TASK TO CARRY OUT>
Where a line of the entries holds the string "intent", copy that line.

(Data extracted from a collection)

#[cfg(test)]
mod tests {
    use super::*;
    use crate::dispatcher::Dispatcher;
    use crate::inventory::ApplicationEntry;
    use crate::llm::{GenerationParams, GenerativeAid, SharedGenerativeAid};
    use crate::platform::Platform;
    use crate::resolver::{Resolver, DEFAULT_AID_TIMEOUT};
    use crate::session::handler::INTERNAL_ERROR_REPLY;
    use crate::speech::UnavailableSpeech;
    use async_trait::async_trait;
    use futures_util::{SinkExt, StreamExt};
    use std::path::Path;
    use std::time::Duration;
    use tokio_tungstenite::tungstenite::Message as WsMessage;

    struct QuietPlatform;

    impl Platform for QuietPlatform {
        fn lock_screen(&self) -> GatewayResult<()> {
            Ok(())
        }

        fn toggle_media(&self) -> GatewayResult<()> {
            Ok(())
        }

        fn launch(&self, _path: &Path) -> GatewayResult<()> {
            Ok(())
        }
    }

    /// Panics on any transcript containing "boom", otherwise says nothing useful.
    struct VolatileAid;

    #[async_trait]
    impl GenerativeAid for VolatileAid {
        fn id(&self) -> &str {
            "volatile"
        }

        async fn generate(&self, prompt: &str, _params: &GenerationParams) -> GatewayResult<String> {
            if prompt.contains("boom") {
                panic!("model exploded");
            }
            Ok("no idea".to_string())
        }
    }

    /// Sleeps far past any test budget on transcripts containing "slow", and answers
    /// "lock screen" otherwise.
    struct SlowAid;

    #[async_trait]
    impl GenerativeAid for SlowAid {
        fn id(&self) -> &str {
            "slow"
        }

        async fn generate(&self, prompt: &str, _params: &GenerationParams) -> GatewayResult<String> {
            if prompt.contains("slow") {
                tokio::time::sleep(Duration::from_secs(60)).await;
            }
            Ok("lock screen".to_string())
        }
    }

    fn state(discovery: DiscoveryCommand) -> ServerState {
        state_with(Arc::new(VolatileAid), DEFAULT_AID_TIMEOUT, discovery)
    }

    fn state_with(
        aid: SharedGenerativeAid,
        timeout: Duration,
        discovery: DiscoveryCommand,
    ) -> ServerState {
        let inventory = ApplicationInventory::new(vec![ApplicationEntry::new(
            "Visual Studio Code",
            "C:\\VSCode.exe",
        )]);
        let resolver = Resolver::new(inventory)
            .with_aid(aid)
            .with_timeout(timeout)
            .with_prompt(crate::prompt::PromptTemplate::new("{user_input}"));
        let pipeline = Pipeline::new(
            Arc::new(resolver),
            Dispatcher::new(Arc::new(QuietPlatform)),
            Arc::new(UnavailableSpeech),
        );
        ServerState::new(pipeline, discovery)
    }

    async fn start() -> Server {
        let addr: SocketAddr = "127.0.0.1:0".parse().expect("addr");
        Server::start(addr, state(DiscoveryCommand::default()))
            .await
            .expect("start")
    }

    type Client = tokio_tungstenite::WebSocketStream<
        tokio_tungstenite::MaybeTlsStream<tokio::net::TcpStream>,
    >;

    async fn exchange(socket: &mut Client, text: &str) -> String {
        socket
            .send(WsMessage::Text(text.to_string()))
            .await
            .expect("send");
        match socket.next().await.expect("reply").expect("message") {
            WsMessage::Text(reply) => reply,
            other => panic!("unexpected reply: {other:?}"),
        }
    }

    #[tokio::test]
    async fn start_binds_random_port() {
        let mut server = start().await;
        assert_ne!(server.addr().port(), 0);
        server.shutdown().expect("shutdown");
        server.shutdown().expect("second shutdown is a no-op");
    }

    #[tokio::test]
    async fn text_messages_get_one_reply_each_in_order() {
        let server = start().await;
        let url = format!("ws://{}/ws", server.addr());
        let (mut socket, _) = tokio_tungstenite::connect_async(url).await.expect("connect");

        assert_eq!(
            exchange(&mut socket, "open visual studio code").await,
            "Opened visual studio code"
        );
        assert_eq!(
            exchange(&mut socket, "open slack").await,
            "ERROR: Application Path not Listed"
        );
        assert_eq!(
            exchange(&mut socket, "asdkjasdkj").await,
            "ERROR: NotFound - 'asdkjasdkj' is not a recognized command"
        );

        for text in ["lock screen", "play media", "pause media"] {
            socket
                .send(WsMessage::Text(text.to_string()))
                .await
                .expect("send");
        }
        let mut replies = Vec::new();
        for _ in 0..3 {
            match socket.next().await.expect("reply").expect("message") {
                WsMessage::Text(reply) => replies.push(reply),
                other => panic!("unexpected reply: {other:?}"),
            }
        }
        assert_eq!(
            replies,
            vec!["Screen locked", "Playing active media", "Pausing active media"]
        );
    }

    #[tokio::test]
    async fn root_path_accepts_connections() {
        let server = start().await;
        let url = format!("ws://{}", server.addr());
        let (mut socket, _) = tokio_tungstenite::connect_async(url).await.expect("connect");
        assert_eq!(exchange(&mut socket, "lock screen").await, "Screen locked");
    }

    #[tokio::test]
    async fn audio_without_engine_is_answered() {
        let server = start().await;
        let url = format!("ws://{}/ws", server.addr());
        let (mut socket, _) = tokio_tungstenite::connect_async(url).await.expect("connect");
        socket
            .send(WsMessage::Binary(vec![0u8; 640]))
            .await
            .expect("send");
        match socket.next().await.expect("reply").expect("message") {
            WsMessage::Text(reply) => {
                assert!(reply.contains("ERROR: Speech processing failed"), "{reply}")
            }
            other => panic!("unexpected reply: {other:?}"),
        }
    }

    #[tokio::test]
    async fn panic_closes_only_the_faulting_connection() {
        let server = start().await;
        let url = format!("ws://{}/ws", server.addr());
        let (mut healthy, _) = tokio_tungstenite::connect_async(url.clone())
            .await
            .expect("connect");
        let (mut faulty, _) = tokio_tungstenite::connect_async(url).await.expect("connect");

        assert_eq!(exchange(&mut healthy, "lock screen").await, "Screen locked");

        faulty
            .send(WsMessage::Text("boom".to_string()))
            .await
            .expect("send");
        match faulty.next().await {
            Some(Ok(WsMessage::Text(reply))) => assert_eq!(reply, INTERNAL_ERROR_REPLY),
            other => panic!("expected error reply, got {other:?}"),
        }
        match faulty.next().await {
            Some(Ok(WsMessage::Close(Some(frame)))) => assert_eq!(frame.reason, "internal error"),
            other => panic!("expected close frame, got {other:?}"),
        }

        assert_eq!(exchange(&mut healthy, "pause media").await, "Pausing active media");
    }

    async fn next_text(socket: &mut Client) -> String {
        match socket.next().await.expect("reply").expect("message") {
            WsMessage::Text(reply) => reply,
            other => panic!("unexpected reply: {other:?}"),
        }
    }

    #[tokio::test]
    async fn slow_resolution_does_not_block_other_connections() {
        let addr: SocketAddr = "127.0.0.1:0".parse().expect("addr");
        let state = state_with(
            Arc::new(SlowAid),
            Duration::from_secs(30),
            DiscoveryCommand::default(),
        );
        let server = Server::start(addr, state).await.expect("start");
        let url = format!("ws://{}/ws", server.addr());
        let (mut stalled, _) = tokio_tungstenite::connect_async(url.clone())
            .await
            .expect("connect");
        let (mut other, _) = tokio_tungstenite::connect_async(url).await.expect("connect");

        stalled
            .send(WsMessage::Text("something slow".to_string()))
            .await
            .expect("send");

        let reply = tokio::time::timeout(
            Duration::from_secs(2),
            exchange(&mut other, "lock screen"),
        )
        .await
        .expect("other connection answered while the first was pending");
        assert_eq!(reply, "Screen locked");

        let pending = tokio::time::timeout(Duration::from_millis(100), stalled.next()).await;
        assert!(pending.is_err(), "stalled connection should still be waiting");
    }

    #[tokio::test]
    async fn timed_out_aid_still_answers() {
        let addr: SocketAddr = "127.0.0.1:0".parse().expect("addr");
        let state = state_with(
            Arc::new(SlowAid),
            Duration::from_millis(200),
            DiscoveryCommand::default(),
        );
        let server = Server::start(addr, state).await.expect("start");
        let url = format!("ws://{}/ws", server.addr());
        let (mut socket, _) = tokio_tungstenite::connect_async(url).await.expect("connect");

        socket
            .send(WsMessage::Text("something slow".to_string()))
            .await
            .expect("send");
        let reply = tokio::time::timeout(Duration::from_secs(5), next_text(&mut socket))
            .await
            .expect("reply after the aid timeout");
        assert_eq!(
            reply,
            "ERROR: NotFound - 'something slow' is not a recognized command"
        );

        assert_eq!(
            exchange(&mut socket, "anything quick").await,
            "Screen locked"
        );
    }

    #[tokio::test]
    async fn connections_are_tracked_and_released() {
        let server = start().await;
        let url = format!("ws://{}/ws", server.addr());
        let (mut socket, _) = tokio_tungstenite::connect_async(url).await.expect("connect");
        exchange(&mut socket, "lock screen").await;
        assert_eq!(server.connections().active_count().expect("count"), 1);

        let body: serde_json::Value = reqwest::get(format!("http://{}/connections", server.addr()))
            .await
            .expect("request")
            .json()
            .await
            .expect("json");
        assert_eq!(body["count"], 1);
        assert_eq!(body["connections"][0]["messages"], 1);

        socket.close(None).await.expect("close");
        for _ in 0..50 {
            if server.connections().active_count().expect("count") == 0 {
                break;
            }
            tokio::time::sleep(std::time::Duration::from_millis(10)).await;
        }
        assert_eq!(server.connections().active_count().expect("count"), 0);
    }

    #[tokio::test]
    async fn health_and_vocabulary_endpoints() {
        let server = start().await;
        let base = format!("http://{}", server.addr());
        let health = reqwest::get(format!("{base}/health"))
            .await
            .expect("request")
            .text()
            .await
            .expect("text");
        assert_eq!(health, "ok");

        let body: serde_json::Value = reqwest::get(format!("{base}/vocabulary"))
            .await
            .expect("request")
            .json()
            .await
            .expect("json");
        assert_eq!(
            body["patterns"],
            "open <application_name>|lock screen|play media|pause media"
        );
        assert_eq!(body["entries"][1]["intent"], "lock_screen");
    }

    #[tokio::test]
    async fn resolve_endpoint_previews_without_dispatch() {
        let server = start().await;
        let client = reqwest::Client::new();
        let body: serde_json::Value = client
            .post(format!("http://{}/resolve", server.addr()))
            .json(&serde_json::json!({ "transcript": "open visual studio code" }))
            .send()
            .await
            .expect("request")
            .json()
            .await
            .expect("json");
        assert_eq!(body["command"], "open visual studio code");
        assert_eq!(body["path"], "C:\\VSCode.exe");
        assert_eq!(body["intent"], "open");
        assert_eq!(body["executable"], true);
    }

    #[tokio::test]
    async fn applications_can_be_listed_added_and_edited() {
        let server = start().await;
        let client = reqwest::Client::new();
        let base = format!("http://{}/applications", server.addr());

        let response = client
            .post(&base)
            .json(&serde_json::json!({ "name": "Slack", "path": "C:\\Slack.exe" }))
            .send()
            .await
            .expect("request");
        assert_eq!(response.status(), reqwest::StatusCode::CREATED);
        let created: serde_json::Value = response.json().await.expect("json");
        assert_eq!(created["index"], 1);

        let response = client
            .put(format!("{base}/1"))
            .json(&serde_json::json!({ "path": "D:\\Slack.exe" }))
            .send()
            .await
            .expect("request");
        assert!(response.status().is_success());

        let listing: serde_json::Value = client
            .get(&base)
            .send()
            .await
            .expect("request")
            .json()
            .await
            .expect("json");
        assert_eq!(listing["count"], 2);
        assert_eq!(listing["applications"][1]["path"], "D:\\Slack.exe");

        let url = format!("ws://{}/ws", server.addr());
        let (mut socket, _) = tokio_tungstenite::connect_async(url).await.expect("connect");
        assert_eq!(exchange(&mut socket, "open slack").await, "Opened slack");
    }

    #[tokio::test]
    async fn application_errors_use_error_body() {
        let server = start().await;
        let client = reqwest::Client::new();
        let base = format!("http://{}/applications", server.addr());

        let response = client
            .put(format!("{base}/9"))
            .json(&serde_json::json!({ "name": "Ghost" }))
            .send()
            .await
            .expect("request");
        assert_eq!(response.status(), reqwest::StatusCode::NOT_FOUND);
        let body: serde_json::Value = response.json().await.expect("json");
        assert_eq!(body["ok"], false);
        assert_eq!(body["error"]["code"], "not_found");

        let response = client
            .post(&base)
            .json(&serde_json::json!({ "name": "Blank", "path": "  " }))
            .send()
            .await
            .expect("request");
        assert_eq!(response.status(), reqwest::StatusCode::BAD_REQUEST);
    }

    #[cfg(unix)]
    #[tokio::test]
    async fn refresh_replaces_inventory_from_discovery() {
        let discovery = DiscoveryCommand {
            program: "printf".to_string(),
            args: vec!["DisplayName : Spotify\nExecutable  : \"/opt/spotify\"\n".to_string()],
            script: None,
        };
        let addr: SocketAddr = "127.0.0.1:0".parse().expect("addr");
        let server = Server::start(addr, state(discovery)).await.expect("start");
        let body: serde_json::Value = reqwest::Client::new()
            .post(format!("http://{}/applications/refresh", server.addr()))
            .send()
            .await
            .expect("request")
            .json()
            .await
            .expect("json");
        assert_eq!(body["count"], 1);
        assert_eq!(body["applications"][0]["name"], "Spotify");
        assert_eq!(body["applications"][0]["path"], "/opt/spotify");
    }

    #[tokio::test]
    async fn stop_waits_for_listener() {
        let server = start().await;
        let addr = server.addr();
        server.stop().await.expect("stop");
        assert!(tokio::net::TcpStream::connect(addr).await.is_err());
    }
}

TASK RESPONSE>
        assert_eq!(body["entries"][1]["intent"], "lock_screen");
        assert_eq!(body["intent"], "open");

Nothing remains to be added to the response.